Im Januar 2023 stieg er in dessen Agentur ein. Dort nützte ihm sein Netzwerk, das er in 16 Jahren Profifußball geknüpft hatte. Ab sofort hieß es: „Spieler scouten, viele Menschen treffen, Informationen sammeln.“ Wichtig zu wissen: „Was für Spieler suchen die Vereine? Auf welchen Positionen wollen sie sich verstärken? Oder welche Spieler möchten sie loswerden?“

Kaderplaner einerseits, Eltern und Familie andererseits sind wichtige Partner. Was zählt, sind Image und Seriosität. Letzten Sommer stemmte Riether seinen ersten großen Transfer: Hollands U21-Nationalspieler Ezechiel Banzuzi brachte er für 15 Millionen Euro Ablöse in Leipzig unter.
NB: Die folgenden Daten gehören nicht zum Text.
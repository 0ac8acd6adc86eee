//! The GC trigger policy (C10, §4.10).

use std::sync::atomic::{AtomicIsize, Ordering};

/// Byte-budget countdown deciding when a collection is due.
///
/// Uses relaxed atomics throughout, per the design doc's Open Question
/// decision: small accounting races under contention are accepted in
/// exchange for avoiding a hot lock on the allocation fast path.
pub struct Trigger {
    bytes_until_gc: AtomicIsize,
    threshold: AtomicIsize,
}

impl Trigger {
    #[must_use]
    pub fn new(threshold_bytes: usize) -> Self {
        let threshold = threshold_bytes as isize;
        Self {
            bytes_until_gc: AtomicIsize::new(threshold),
            threshold: AtomicIsize::new(threshold),
        }
    }

    /// Subtracts `size` from the countdown, as every allocation (small or
    /// large) does.
    pub fn charge(&self, size: usize) {
        self.bytes_until_gc
            .fetch_sub(size as isize, Ordering::Relaxed);
    }

    /// True once the countdown has fallen to zero or below.
    #[must_use]
    pub fn is_due(&self) -> bool {
        self.bytes_until_gc.load(Ordering::Relaxed) <= 0
    }

    /// Resets the countdown to the current threshold, as happens at the
    /// end of every cycle.
    pub fn reset(&self) {
        let threshold = self.threshold.load(Ordering::Relaxed);
        self.bytes_until_gc.store(threshold, Ordering::Relaxed);
    }

    /// Replaces the threshold (`gc_threshold`, §6) and immediately resets
    /// the countdown to it.
    pub fn set_threshold(&self, threshold_bytes: usize) {
        let threshold = threshold_bytes as isize;
        self.threshold.store(threshold, Ordering::Relaxed);
        self.reset();
    }

    /// Current threshold in bytes.
    #[must_use]
    pub fn threshold(&self) -> usize {
        self.threshold.load(Ordering::Relaxed).max(0) as usize
    }
}

#[cfg(test)]
mod tests {
    use super::*;

    #[test]
    fn charging_past_threshold_marks_due() {
        let trigger = Trigger::new(100);
        assert!(!trigger.is_due());
        trigger.charge(101);
        assert!(trigger.is_due());
    }

    #[test]
    fn reset_restores_threshold() {
        let trigger = Trigger::new(100);
        trigger.charge(200);
        assert!(trigger.is_due());
        trigger.reset();
        assert!(!trigger.is_due());
    }

    #[test]
    fn set_threshold_updates_and_resets() {
        let trigger = Trigger::new(100);
        trigger.set_threshold(50);
        assert_eq!(trigger.threshold(), 50);
        assert!(!trigger.is_due());
    }
}
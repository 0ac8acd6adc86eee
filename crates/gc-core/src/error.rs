//! Error conditions the runtime can report to its host.
//!
//! Mirrors the error-kind table in the design doc. No `thiserror`/`anyhow`
//! dependency: the runtime has always reported its own errors as plain
//! enums, and that precedent is kept here.

use std::fmt;

/// A recoverable or fatal condition raised by the GC core.
///
/// Fatal conditions (`CollectorThreadSpawnFailed`, and the unbalanced
/// safepoint case handled separately via `Runtime::exit`) are not
/// constructed as `Result` values; they panic at the point of detection,
/// since the design treats them as unrecoverable. `AllocationExhausted` is
/// the one kind that is returned from a fallible call.
#[non_exhaustive]
#[derive(Debug)]
pub enum GcError {
    /// The system byte allocator returned null for a large-object request,
    /// even after a forced collection and retry.
    AllocationExhausted {
        /// Size in bytes of the allocation that failed.
        requested: usize,
    },
    /// The collector thread failed to spawn.
    CollectorThreadSpawnFailed(std::io::Error),
    /// A thread's `entered` depth was not zero where it was required to be
    /// (thread exit) or went negative (an `enter()` without a matching prior
    /// `exit()`). Never returned as a `Result`: `safepoint.rs` formats this
    /// variant into its panic message at the point of detection, since a
    /// corrupted safepoint count is unrecoverable.
    UnbalancedSafepoint {
        /// The offending `entered` depth.
        depth: isize,
    },
}

impl fmt::Display for GcError {
    fn fmt(&self, f: &mut fmt::Formatter<'_>) -> fmt::Result {
        match self {
            Self::AllocationExhausted { requested } => write!(
                f,
                "allocation exhausted: system allocator could not satisfy a {requested}-byte request after a forced collection"
            ),
            Self::CollectorThreadSpawnFailed(err) => {
                write!(f, "collector thread failed to start: {err}")
            }
            Self::UnbalancedSafepoint { depth } => write!(
                f,
                "unbalanced safepoint: entered depth {depth}, expected 0"
            ),
        }
    }
}

impl std::error::Error for GcError {
    fn source(&self) -> Option<&(dyn std::error::Error + 'static)> {
        match self {
            Self::CollectorThreadSpawnFailed(err) => Some(err),
            Self::AllocationExhausted { .. } | Self::UnbalancedSafepoint { .. } => None,
        }
    }
}

/// Result alias for fallible GC-core operations.
pub type GcResult<T> = Result<T, GcError>;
Jüngst gab es von der Säbener Straße Kritik am Einfluss der Spielerberater. Von Rattenrennen war die Rede. Die Bayern forderten eine Begrenzung des Beraterhonorars auf fünf Prozent vom Jahresgehalt des Spielers. Auf solche Vorwürfe reagiert Riether mit der ihm eigenen Gelassenheit. „Ich finde Uli Hoeneß sympathisch. Der haut immer mal einen Spruch raus. Außerdem hat der Sohn von Rummenigge selbst eine Berateragentur.“

Riether weiß, seine Branche hat nicht den besten Ruf. Aber den Einfluss auf Vereinspolitik lehnt er ab. Er will eine positive Figur in dem harten Geschäft sein. „Es gibt auch Berater, die bei den Vereinen willkommen sind, weil sie keine falschen Geschäfte machen.“

Generell bedeutet sein Job: pausenlos unterwegs sein, mit dem Flieger, der Bahn oder dem Auto. Für die Eltern in Kuhbach bleibt wenig Zeit. Genauso für Professor Doktor Carsten Riether. Der drei Jahre ältere Bruder musste wegen Knieverletzungen früh mit dem Kicken aufhören und ist in der Schweiz einer der führenden Krebsspezialisten.

Carsten forscht, Sascha berät. In beiden Fällen bürgt der Name Riether für Qualität.